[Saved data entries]
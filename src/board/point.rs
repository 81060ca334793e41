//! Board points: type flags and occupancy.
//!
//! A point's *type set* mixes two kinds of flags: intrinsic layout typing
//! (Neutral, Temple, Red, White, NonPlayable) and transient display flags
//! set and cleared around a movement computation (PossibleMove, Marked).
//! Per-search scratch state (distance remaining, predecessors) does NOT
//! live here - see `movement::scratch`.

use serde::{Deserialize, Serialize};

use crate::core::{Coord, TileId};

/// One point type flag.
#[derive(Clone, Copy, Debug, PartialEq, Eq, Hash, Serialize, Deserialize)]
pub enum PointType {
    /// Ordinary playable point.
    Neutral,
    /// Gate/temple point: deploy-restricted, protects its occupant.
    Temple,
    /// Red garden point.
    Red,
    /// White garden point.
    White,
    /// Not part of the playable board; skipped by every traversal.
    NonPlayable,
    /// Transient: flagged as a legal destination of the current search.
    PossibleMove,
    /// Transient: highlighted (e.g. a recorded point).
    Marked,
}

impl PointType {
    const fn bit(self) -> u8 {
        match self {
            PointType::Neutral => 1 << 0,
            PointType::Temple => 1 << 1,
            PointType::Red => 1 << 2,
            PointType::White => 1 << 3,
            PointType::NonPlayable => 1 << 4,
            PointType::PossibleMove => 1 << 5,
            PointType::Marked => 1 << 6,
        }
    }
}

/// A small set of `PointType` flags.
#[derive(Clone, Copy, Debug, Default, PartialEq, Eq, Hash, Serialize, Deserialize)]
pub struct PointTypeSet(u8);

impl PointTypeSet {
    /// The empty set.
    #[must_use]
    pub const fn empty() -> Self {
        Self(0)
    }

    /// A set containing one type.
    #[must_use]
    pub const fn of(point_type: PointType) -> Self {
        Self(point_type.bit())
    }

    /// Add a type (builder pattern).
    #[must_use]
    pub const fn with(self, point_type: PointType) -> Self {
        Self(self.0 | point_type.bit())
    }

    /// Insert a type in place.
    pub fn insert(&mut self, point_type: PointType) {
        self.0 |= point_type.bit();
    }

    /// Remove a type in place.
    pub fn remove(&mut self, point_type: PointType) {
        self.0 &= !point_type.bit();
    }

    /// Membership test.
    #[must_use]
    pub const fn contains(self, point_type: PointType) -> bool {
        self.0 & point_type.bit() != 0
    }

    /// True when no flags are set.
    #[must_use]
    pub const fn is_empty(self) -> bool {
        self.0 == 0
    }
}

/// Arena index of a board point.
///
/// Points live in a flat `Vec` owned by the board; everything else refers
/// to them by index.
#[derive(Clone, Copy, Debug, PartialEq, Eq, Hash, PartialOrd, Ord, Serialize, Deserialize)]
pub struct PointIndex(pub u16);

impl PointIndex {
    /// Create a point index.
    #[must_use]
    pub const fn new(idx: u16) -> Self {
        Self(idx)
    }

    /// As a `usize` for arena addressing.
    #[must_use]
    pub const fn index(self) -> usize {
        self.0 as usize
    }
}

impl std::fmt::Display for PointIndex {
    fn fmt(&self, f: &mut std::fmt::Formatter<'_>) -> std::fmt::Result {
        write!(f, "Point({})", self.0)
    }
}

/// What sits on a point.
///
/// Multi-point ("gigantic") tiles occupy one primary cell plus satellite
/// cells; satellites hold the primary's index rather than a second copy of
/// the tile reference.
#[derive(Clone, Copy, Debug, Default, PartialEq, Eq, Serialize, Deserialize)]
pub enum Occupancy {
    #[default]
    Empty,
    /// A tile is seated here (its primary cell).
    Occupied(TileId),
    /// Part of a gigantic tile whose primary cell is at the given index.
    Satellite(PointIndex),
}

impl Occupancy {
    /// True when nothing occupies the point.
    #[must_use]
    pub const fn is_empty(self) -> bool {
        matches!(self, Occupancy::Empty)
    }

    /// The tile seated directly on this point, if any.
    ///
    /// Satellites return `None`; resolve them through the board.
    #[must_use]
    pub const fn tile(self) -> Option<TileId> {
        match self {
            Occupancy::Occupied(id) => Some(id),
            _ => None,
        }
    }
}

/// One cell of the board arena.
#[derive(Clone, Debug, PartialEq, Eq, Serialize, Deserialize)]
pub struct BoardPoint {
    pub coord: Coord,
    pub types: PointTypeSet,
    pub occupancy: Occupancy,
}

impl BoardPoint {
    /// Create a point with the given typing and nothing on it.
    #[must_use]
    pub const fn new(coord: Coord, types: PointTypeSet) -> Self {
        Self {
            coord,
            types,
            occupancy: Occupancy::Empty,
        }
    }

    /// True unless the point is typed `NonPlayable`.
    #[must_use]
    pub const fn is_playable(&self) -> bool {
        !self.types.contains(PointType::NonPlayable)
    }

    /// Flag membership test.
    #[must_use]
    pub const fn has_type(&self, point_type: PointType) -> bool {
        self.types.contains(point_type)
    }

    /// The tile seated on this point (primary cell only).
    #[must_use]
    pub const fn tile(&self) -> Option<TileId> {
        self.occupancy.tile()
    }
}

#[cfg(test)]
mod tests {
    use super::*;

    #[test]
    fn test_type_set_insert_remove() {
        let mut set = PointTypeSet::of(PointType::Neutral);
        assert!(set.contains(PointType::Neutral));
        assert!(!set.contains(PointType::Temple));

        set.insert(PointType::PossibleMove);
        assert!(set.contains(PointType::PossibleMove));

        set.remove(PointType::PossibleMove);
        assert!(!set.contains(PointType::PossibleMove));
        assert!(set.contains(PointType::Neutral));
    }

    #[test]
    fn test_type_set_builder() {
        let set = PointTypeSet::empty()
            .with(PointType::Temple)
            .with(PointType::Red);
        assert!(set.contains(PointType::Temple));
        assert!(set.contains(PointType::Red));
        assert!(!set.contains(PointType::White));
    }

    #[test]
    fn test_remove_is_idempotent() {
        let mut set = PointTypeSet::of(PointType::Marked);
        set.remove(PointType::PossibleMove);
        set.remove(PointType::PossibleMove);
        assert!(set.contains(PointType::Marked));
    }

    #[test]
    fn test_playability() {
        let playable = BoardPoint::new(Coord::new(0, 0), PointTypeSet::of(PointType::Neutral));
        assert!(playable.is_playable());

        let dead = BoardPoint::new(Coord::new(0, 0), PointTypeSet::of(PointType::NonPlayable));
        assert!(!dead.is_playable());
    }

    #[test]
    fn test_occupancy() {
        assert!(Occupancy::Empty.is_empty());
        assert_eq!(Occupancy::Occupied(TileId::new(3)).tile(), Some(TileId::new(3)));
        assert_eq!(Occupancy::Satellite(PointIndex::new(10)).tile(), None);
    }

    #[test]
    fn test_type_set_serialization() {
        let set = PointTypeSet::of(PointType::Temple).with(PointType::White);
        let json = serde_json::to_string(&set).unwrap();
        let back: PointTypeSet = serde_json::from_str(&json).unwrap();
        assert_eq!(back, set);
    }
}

**Exercise:** Copy each line above holding "dead".

**Response box:**
        let dead = BoardPoint::new(Coord::new(0, 0), PointTypeSet::of(PointType::NonPlayable));
        assert!(!dead.is_playable());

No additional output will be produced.